Die Orte, an denen das beschriebene Ereignis stattfindet, sind:

Lutherstadt Wittenberg.

Worum geht es in einem Satz?

Die Lutherstadt Wittenberg erhält 2,84 Millionen Euro Fördermittel aus dem Landesprogramm "Klima III" für den Bau einer Hochwasserschutzanlage und eines Pumpwerks, um gegen Starkregen und Überschwemmungen zu schützen.
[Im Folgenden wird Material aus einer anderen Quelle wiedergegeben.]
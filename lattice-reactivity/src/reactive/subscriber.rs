//! Subscriber types for the reactive system.
//!
//! A subscriber is anything a [`Dep`] can notify: plain effects, the effect
//! behind a computed, and watcher effects. Dependency sets and the context
//! stack only see the type-erased [`Subscriber`] view.

use std::sync::atomic::{AtomicU64, Ordering};
use std::sync::Arc;

use super::dep::Dep;

/// Unique identifier for a subscriber.
///
/// Each effect gets a unique ID when created. Dependency sets use it for
/// identity-based membership, so subscribing twice is a no-op.
#[derive(Debug, Clone, Copy, PartialEq, Eq, Hash, PartialOrd, Ord)]
pub struct SubscriberId(u64);

impl SubscriberId {
    /// Generate a new unique subscriber ID.
    ///
    /// Uses an atomic counter to ensure uniqueness across threads.
    pub fn new() -> Self {
        static COUNTER: AtomicU64 = AtomicU64::new(0);
        Self(COUNTER.fetch_add(1, Ordering::Relaxed))
    }

    /// Get the raw ID value.
    pub fn raw(&self) -> u64 {
        self.0
    }
}

impl Default for SubscriberId {
    fn default() -> Self {
        Self::new()
    }
}

/// Type-erased view of an effect.
pub(crate) trait Subscriber: Send + Sync {
    fn id(&self) -> SubscriberId;

    /// Whether this subscriber is the effect of a computed cell. Those are
    /// notified before every other subscriber of the same set.
    fn is_computed(&self) -> bool;

    /// One of the subscriber's dependencies changed.
    fn notify(self: Arc<Self>);

    /// `dep` now holds this subscriber.
    fn record_dep(&self, dep: &Arc<Dep>);
}


#[cfg(test)]
mod tests {
    use super::*;

    #[test]
    fn subscriber_ids_are_unique() {
        let id1 = SubscriberId::new();
        let id2 = SubscriberId::new();
        let id3 = SubscriberId::new();

        assert_ne!(id1, id2);
        assert_ne!(id2, id3);
        assert_ne!(id1, id3);
    }

    #[test]
    fn subscriber_ids_increase() {
        let first = SubscriberId::new();
        let second = SubscriberId::new();
        assert!(first.raw() < second.raw());
    }
}
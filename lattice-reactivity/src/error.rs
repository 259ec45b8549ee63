//! Error types for the reactive runtime.
//!
//! Tracking and triggering never fail. Errors only surface at the edges where
//! user code runs on behalf of the runtime: computed getters, scheduled jobs,
//! and configuration loading.

use thiserror::Error;

use crate::scheduler::JobId;

/// Errors reported by the reactive runtime.
#[derive(Debug, Error)]
pub enum ReactiveError {
    /// A wrapped computation panicked.
    ///
    /// Returned by [`Computed::try_get`](crate::reactive::Computed::try_get).
    /// The cell is left dirty, so the next read recomputes.
    #[error("computation panicked: {message}")]
    ComputationPanicked {
        /// The panic payload, if it was a string.
        message: String,
    },

    /// A computed value was read by its own getter.
    #[error("computed value was read while it was being computed")]
    CyclicComputed,

    /// A queued job panicked during a flush.
    #[error("job {job} panicked: {message}")]
    JobPanicked {
        /// The job that panicked.
        job: JobId,
        /// The panic payload, if it was a string.
        message: String,
    },

    /// A job kept re-queueing itself and was dropped.
    #[error("job {job} exceeded the recursion limit of {limit} runs")]
    RecursionLimit {
        /// The job that was dropped.
        job: JobId,
        /// The configured limit.
        limit: usize,
    },

    /// One or more jobs in a flush failed. Every other job still ran.
    #[error("{} job(s) failed during flush ({ran} ran)", .failures.len())]
    JobsFailed {
        /// Number of jobs that completed normally.
        ran: usize,
        /// One [`JobPanicked`](Self::JobPanicked) or
        /// [`RecursionLimit`](Self::RecursionLimit) entry per failed job.
        failures: Vec<ReactiveError>,
    },

    /// The configuration could not be parsed.
    #[error("invalid configuration: {0}")]
    Config(#[from] serde_json::Error),
}

/// Extract a readable message from a panic payload.
pub(crate) fn panic_message(payload: &(dyn std::any::Any + Send)) -> String {
    if let Some(message) = payload.downcast_ref::<&'static str>() {
        (*message).to_string()
    } else if let Some(message) = payload.downcast_ref::<String>() {
        message.clone()
    } else {
        "non-string panic payload".to_string()
    }
}
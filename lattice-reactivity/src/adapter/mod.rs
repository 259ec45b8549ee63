//! Reactive Object Adapter
//!
//! The reactive core only knows targets and keys. This module gives it
//! something to observe: [`ReactiveObject`], a keyed object that reports its
//! reads and writes to the dependency registry, and [`Traverse`], which deep
//! watchers use to read a whole value tree.

mod object;
mod traverse;

pub use object::{ReactiveObject, Value};
pub use traverse::Traverse;
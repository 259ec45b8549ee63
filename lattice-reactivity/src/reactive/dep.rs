//! Dependency sets.
//!
//! A [`Dep`] is the subscriber list of one observed key (or of one computed
//! or signal). Triggering it notifies every live subscriber in two passes:
//! computed effects first, then everything else.
//!
//! The order matters. A computed's invalidation has to run before any
//! consumer re-reads the computed. If a consumer ran first, its read would
//! clear the dirty flag, and the computed's own invalidation arriving after
//! it would flip the flag back and notify the consumer again, which reads
//! again, and so on without end when the consumer reads the computed twice.

use std::sync::{Arc, Weak};

use indexmap::IndexMap;
use parking_lot::Mutex;
use tracing::trace;

use super::context::ReactiveContext;
use super::subscriber::{Subscriber, SubscriberId};

/// The set of effects subscribed to one observed key.
///
/// Membership is keyed by [`SubscriberId`] and keeps insertion order, so
/// notification order is deterministic. Subscribers are held weakly: a
/// dependency set never keeps an effect alive.
#[derive(Default)]
pub struct Dep {
    subscribers: Mutex<IndexMap<SubscriberId, Weak<dyn Subscriber>>>,
}

impl Dep {
    /// Create an empty dependency set.
    pub fn new() -> Arc<Self> {
        Arc::new(Self::default())
    }

    /// Subscribe the active effect, if there is one.
    pub fn track(self: &Arc<Self>) {
        if let Some(active) = ReactiveContext::current() {
            self.add(&active);
        }
    }

    /// Notify every subscriber, computed effects first.
    ///
    /// Iterates over a snapshot: subscribers added or removed while the
    /// notifications run do not affect this round. The effect that is
    /// currently running is skipped, so an effect writing a key it reads
    /// does not recurse into itself.
    pub fn trigger(&self) {
        let snapshot = self.snapshot();
        if snapshot.is_empty() {
            return;
        }

        let running = ReactiveContext::current_subscriber();
        let (computed, plain): (Vec<_>, Vec<_>) = snapshot
            .into_iter()
            .filter(|subscriber| Some(subscriber.id()) != running)
            .partition(|subscriber| subscriber.is_computed());

        trace!(
            computed = computed.len(),
            plain = plain.len(),
            "triggering dependency set"
        );

        for subscriber in computed {
            subscriber.notify();
        }
        for subscriber in plain {
            subscriber.notify();
        }
    }

    /// Number of subscribers, including ones whose effect has been dropped
    /// but not yet pruned.
    pub fn len(&self) -> usize {
        self.subscribers.lock().len()
    }

    /// Check if the set has no subscribers.
    pub fn is_empty(&self) -> bool {
        self.subscribers.lock().is_empty()
    }

    /// Check if `id` is subscribed.
    pub fn contains(&self, id: SubscriberId) -> bool {
        self.subscribers.lock().contains_key(&id)
    }

    pub(crate) fn add(self: &Arc<Self>, subscriber: &Arc<dyn Subscriber>) {
        let inserted = {
            let mut subscribers = self.subscribers.lock();
            if subscribers.contains_key(&subscriber.id()) {
                false
            } else {
                subscribers.insert(subscriber.id(), Arc::downgrade(subscriber));
                true
            }
        };

        if inserted {
            subscriber.record_dep(self);
        }
    }

    pub(crate) fn remove(&self, id: SubscriberId) {
        self.subscribers.lock().shift_remove(&id);
    }

    /// Upgrade every live subscriber and prune the dead ones.
    fn snapshot(&self) -> Vec<Arc<dyn Subscriber>> {
        let mut subscribers = self.subscribers.lock();
        let mut live = Vec::with_capacity(subscribers.len());
        subscribers.retain(|_, weak| match weak.upgrade() {
            Some(subscriber) => {
                live.push(subscriber);
                true
            }
            None => false,
        });
        live
    }
}

impl std::fmt::Debug for Dep {
    fn fmt(&self, f: &mut std::fmt::Formatter<'_>) -> std::fmt::Result {
        f.debug_struct("Dep")
            .field("subscribers", &self.len())
            .finish()
    }
}

#[cfg(test)]
mod tests {
    use super::*;
    use crate::reactive::subscriber::mock::MockSubscriber;

    fn log() -> Arc<Mutex<Vec<&'static str>>> {
        Arc::new(Mutex::new(Vec::new()))
    }

    #[test]
    fn computed_subscribers_are_notified_first() {
        let log = log();
        let plain_a = MockSubscriber::new("plain_a", false, &log);
        let computed = MockSubscriber::new("computed", true, &log);
        let plain_b = MockSubscriber::new("plain_b", false, &log);

        let dep = Dep::new();
        dep.add(&(plain_a.clone() as Arc<dyn Subscriber>));
        dep.add(&(computed.clone() as Arc<dyn Subscriber>));
        dep.add(&(plain_b.clone() as Arc<dyn Subscriber>));

        dep.trigger();

        assert_eq!(*log.lock(), vec!["computed", "plain_a", "plain_b"]);
    }

    #[test]
    fn adding_twice_is_a_no_op() {
        let log = log();
        let sub = MockSubscriber::new("a", false, &log);
        let erased: Arc<dyn Subscriber> = sub.clone();

        let dep = Dep::new();
        dep.add(&erased);
        dep.add(&erased);

        assert_eq!(dep.len(), 1);
        assert_eq!(*sub.deps.lock(), 1);

        dep.trigger();
        assert_eq!(*log.lock(), vec!["a"]);
    }

    #[test]
    fn dropped_subscribers_are_pruned() {
        let log = log();
        let kept = MockSubscriber::new("kept", false, &log);
        let dropped = MockSubscriber::new("dropped", false, &log);

        let dep = Dep::new();
        dep.add(&(kept.clone() as Arc<dyn Subscriber>));
        dep.add(&(dropped.clone() as Arc<dyn Subscriber>));
        drop(dropped);

        assert_eq!(dep.len(), 2);
        dep.trigger();

        assert_eq!(*log.lock(), vec!["kept"]);
        assert_eq!(dep.len(), 1);
    }

    #[test]
    fn track_without_context_is_a_no_op() {
        let dep = Dep::new();
        dep.track();
        assert!(dep.is_empty());
    }

    #[test]
    fn track_subscribes_the_active_subscriber() {
        let log = log();
        let sub = MockSubscriber::new("a", false, &log);
        let dep = Dep::new();

        {
            let _ctx = ReactiveContext::enter(sub.clone());
            dep.track();
        }

        assert!(dep.contains(sub.id));
    }

    #[test]
    fn running_subscriber_is_not_notified() {
        let log = log();
        let running = MockSubscriber::new("running", false, &log);
        let other = MockSubscriber::new("other", false, &log);

        let dep = Dep::new();
        dep.add(&(running.clone() as Arc<dyn Subscriber>));
        dep.add(&(other.clone() as Arc<dyn Subscriber>));

        {
            let _ctx = ReactiveContext::enter(running.clone());
            dep.trigger();
        }

        assert_eq!(*log.lock(), vec!["other"]);
    }

    #[test]
    fn remove_keeps_order_of_the_rest() {
        let log = log();
        let a = MockSubscriber::new("a", false, &log);
        let b = MockSubscriber::new("b", false, &log);
        let c = MockSubscriber::new("c", false, &log);

        let dep = Dep::new();
        for sub in [&a, &b, &c] {
            dep.add(&(Arc::clone(sub) as Arc<dyn Subscriber>));
        }
        dep.remove(a.id);
        dep.trigger();

        assert_eq!(*log.lock(), vec!["b", "c"]);
    }
}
Was war der Auslöser für den Vorfall?

  • Hochwasser- und Starkregenschutzmaßnahmen in Wittenberg
  • Fördert Mittel aus dem Landesprogramm "Klima III"
  • Bau neuer Hochwasserschutzanlage und Pumpwerks
  • Schutz vor Rückstau und Überflutungen
  • Entwicklung des neuen Uferparks im Rahmen des Integrierten Stadtentwicklungskonzeptes (ISEK) 2030
  • Landesgartenschau 2028 als Impulsgeber für städtebauliche Vorhaben

Wie hat die Öffentlichkeit oder Politik reagiert?

Politik, Öffentlichkeit oder Medien reagieren nicht im Artikel.

Welche Konsequenzen werden genannt?

  • Erhalt von Fördermitteln über 2,84 Millionen Euro
  • Bau einer neuen Hochwasserschutzanlage
  • Errichtung eines Pumpwerks zum Schutz vor Rückstau und Überflutungen
  • Schutz von rund 80.000 Quadratmetern Fläche vor Hochwasser
  • Verhinderung von Rückstau und Überschwemmungen in Extremwetterlagen
  • Zusammenhang mit der Entwicklung des neuen Uferparks
  • Impulsgeber und Beschleuniger für städtebauliche Vorhaben der Landesgartenschau 2028

Gibt es bereits eine Stellungnahme?

Ja, im Artikel wird die Reaktion von Sachsen-Anhalts Umweltminister Armin Willingmann zitiert, der die Förderbescheide überreichte.